Mesut Ozil et Mathieu Valbuena
Mesut Ozil et Mathieu Valbuena | BERTRAND LANGLOIS / AFP

OM-Arsenal : Marseille a trop gâché

Publié le , modifié le

Au terme d’un match très rythmé, Arsenal a finalement pris la mesure d’une équipe marseillaise trop imprécise dans le dernier geste (2-1). Dans le même temps, Naples, qui a triomphé de Dortmund sur le même score (2-1), rejoint Arsenal en tête du groupe F.

La même question florissait partout dans la presse sportive : l’OM sera-t-il à la hauteur ? Les Phocéens, qui n’ont plus gagné en championnat depuis 3 semaines et demi, parviendraient-ils à triompher d’Arsenal, qui pointe à la deuxième place du championnat anglais ? Petit poucet du groupe le plus relevé de la mythique compétition européenne, les partenaires de Valbuena savent bien qu'ils doivent hausser leur niveau de jeu pour créer l’exploit.

Alors, face à une équipe qui regorge de talents et de joueurs capables de faire la différence à tout moment, il fallait marquer. Et l’efficacité, c’est justement ce qui aura manqué à des joueurs marseillais qui ont inlassablement buté le gardien londonien Szczesny. Pour finalement s’incliner.

Pourtant, Marseille a joué

Pendant la première période, Marseille s’est montré à la hauteur de l’enjeu. Les joueurs d’Elie Baup se montraient rapidement dangereux: après seulement deux minutes de jeu, Gignac et Valbuena trouvaient tour à tour le cadre, mais Szczesny restait vigilant. Côté Gunners, Ozil et Wilshere ont eu du mal à trouver Giroud : en dehors d'une frappe cadrée de Walcott, Steve Mandanda n’avait pas beaucoup de ballons à se mettre sous la dent.
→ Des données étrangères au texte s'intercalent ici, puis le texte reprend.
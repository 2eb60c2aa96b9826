use std::sync::Arc;

use client_core::ViewStore;
use crossbeam_channel::Sender;
use shared::protocol::{AttendanceDraft, EmployeeDraft};

use crate::{
    backend_bridge::commands::BackendCommand,
    controller::{
        events::{FormKind, UiEvent},
        orchestration::dispatch_backend_command,
    },
    ui::{
        input::{parse_line, ReplCommand},
        screens,
    },
};

#[derive(Debug, Clone, Copy, PartialEq, Eq)]
pub enum Route {
    Employees,
    Attendance,
}

impl Route {
    /// Unknown paths, including the root, land on the employee screen.
    pub fn from_path(path: &str) -> Self {
        match path.trim().trim_end_matches('/') {
            "/attendance" | "attendance" => Self::Attendance,
            _ => Self::Employees,
        }
    }

    pub fn path(self) -> &'static str {
        match self {
            Self::Employees => "/employees",
            Self::Attendance => "/attendance",
        }
    }
}

#[derive(Debug, Clone, Copy, PartialEq, Eq)]
pub enum Flow {
    Continue,
    Quit,
}

pub struct ConsoleApp {
    store: Arc<ViewStore>,
    cmd_tx: Sender<BackendCommand>,
    route: Route,
    status: String,
    employee_form: EmployeeDraft,
    attendance_form: AttendanceDraft,
}

impl ConsoleApp {
    pub fn new(store: Arc<ViewStore>, cmd_tx: Sender<BackendCommand>, route: Route) -> Self {
        Self {
            store,
            cmd_tx,
            route,
            status: String::new(),
            employee_form: EmployeeDraft::default(),
            attendance_form: AttendanceDraft::default(),
        }
    }

    pub fn route(&self) -> Route {
        self.route
    }

    /// Issues the one-time employee load.
    pub fn start(&mut self) {
        self.dispatch(BackendCommand::LoadEmployees);
    }

    pub fn handle_line(&mut self, line: &str) -> Flow {
        self.status.clear();
        match parse_line(line) {
            Ok(Some(command)) => self.apply(command),
            Ok(None) => Flow::Continue,
            Err(message) => {
                self.status = message;
                Flow::Continue
            }
        }
    }

    fn apply(&mut self, command: ReplCommand) -> Flow {
        match command {
            ReplCommand::Employees => self.route = Route::Employees,
            ReplCommand::Attendance => self.route = Route::Attendance,
            ReplCommand::Add {
                employee_id,
                full_name,
                email,
                department,
            } => {
                let draft = EmployeeDraft {
                    employee_id: employee_id.unwrap_or_default(),
                    full_name: full_name.unwrap_or_default(),
                    email: email.unwrap_or_default(),
                    department: department.unwrap_or_default(),
                };
                self.employee_form = draft.clone();
                self.dispatch(BackendCommand::AddEmployee(draft));
            }
            ReplCommand::Delete { employee_id } => {
                let snapshot = self.store.snapshot();
                match snapshot.employee(&employee_id) {
                    Some(employee) => {
                        self.dispatch(BackendCommand::DeleteEmployee(employee.clone()))
                    }
                    None => self.status = format!("No employee with ID {employee_id}"),
                }
            }
            ReplCommand::View { employee_id } => {
                self.dispatch(BackendCommand::FetchAttendance { employee_id });
                self.route = Route::Attendance;
            }
            ReplCommand::Select { employee_id } => {
                self.dispatch(BackendCommand::FetchAttendance {
                    employee_id: employee_id.unwrap_or_default(),
                });
            }
            ReplCommand::Mark {
                employee_id,
                date,
                status,
            } => {
                let draft = AttendanceDraft {
                    employee_id: employee_id.unwrap_or_default(),
                    date,
                    status: status.into(),
                };
                self.attendance_form = draft.clone();
                self.dispatch(BackendCommand::AddAttendance(draft));
            }
            ReplCommand::Reload => self.dispatch(BackendCommand::LoadEmployees),
            ReplCommand::Dismiss => self.store.notifier().dismiss(),
            ReplCommand::Quit => return Flow::Quit,
        }
        Flow::Continue
    }

    pub fn handle_event(&mut self, event: UiEvent) {
        match event {
            UiEvent::Info(message) | UiEvent::BackendFailed(message) => self.status = message,
            UiEvent::FormAccepted(FormKind::Employee) => {
                self.employee_form = EmployeeDraft::default();
            }
            UiEvent::FormAccepted(FormKind::Attendance) => {
                self.attendance_form = AttendanceDraft::default();
            }
            UiEvent::Store(_) | UiEvent::NotificationChanged => {}
        }
    }

    pub fn render(&self) -> String {
        let snapshot = self.store.snapshot();
        let screen = match self.route {
            Route::Employees => screens::render_employee_screen(&snapshot, &self.employee_form),
            Route::Attendance => {
                screens::render_attendance_screen(&snapshot, &self.attendance_form)
            }
        };

        let mut sections = vec![screens::render_navigation(self.route), screen];
        if let Some(notification) = self.store.notifier().current() {
            sections.push(screens::render_notification(&notification));
        }
        if !self.status.is_empty() {
            sections.push(self.status.clone());
        }
        sections.join("\n\n")
    }

    fn dispatch(&mut self, cmd: BackendCommand) {
        dispatch_backend_command(&self.cmd_tx, cmd, &mut self.status);
    }
}

#[cfg(test)]
#[path = "tests/app_tests.rs"]
mod tests;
En face, André Ayew donnait du fil à retordre au dernier rempart anglais. Sur un centre de Payet côté droit, le Ghanéen s'envolait au-dessus de la défense anglaise et plaçait un superbe coup de tête décroisé, mais le ballon passait au ras du poteau alors que Szczesny était battu.

Curieusement, Arsenal ne parvenait pas à se dépêtrer de la pression exercée par le milieu marseillais. Ayew, énorme ce mercredi soir, montait en régime et Gianelli Imbula, à tout juste 20 ans, parvenait régulièrement à percer le premier rideau défensif. Les Marseillais combinaient bien, et dernière Lucas Mendes et N’Koulou contenaient les assauts de Walcott. A la mi-temps, l'OM avait des raisons d'espérer. 

Arsenal, la leçon d’efficacité

Mais là est justement la force des grandes équipes : même dominées, elles parviennent, sur un coup de patte, à faire la différence. Au contraire des Ciel et Blanc, qui continuaient à pécher dans le dernier geste.
Au retour des vestiaires, Gignac n’avait toujours pas réglé la mire, et Valbuena se montrait encore trop imprécis. Ce n’est pas faute d’avoir des occasions : à la 60e, Payet expédiait un centre tendu devant la cage de Szczesny, qui créait la panique dans la défense londonienne. Mais sur leurs deux plus grosses opportunités du match, Walcott (65e) et Ramsey (84e) venaient tour à tour plomber les espoirs marseillais. 
Le pénalty transformé par Jordan Ayew (90e) était presque anecdotique. Comme il y a deux ans, l’OM a succombé sur ses terres face à Arsenal.

Dans le même groupe, Naples s'est imposé face à Dortmund (2-1). Grâce à une tête d'Higuain (29e) et un coup franc surpuissant de Lorenzo Insigne (67e), les Napolitains s'offrent un beau succès en triomphant des finalistes de la dernière Ligue des Champions. A noter l'expulsion de Roman Weidenfeller, le gardien de l'équipe allemande, juste avant la mi-temps (45e).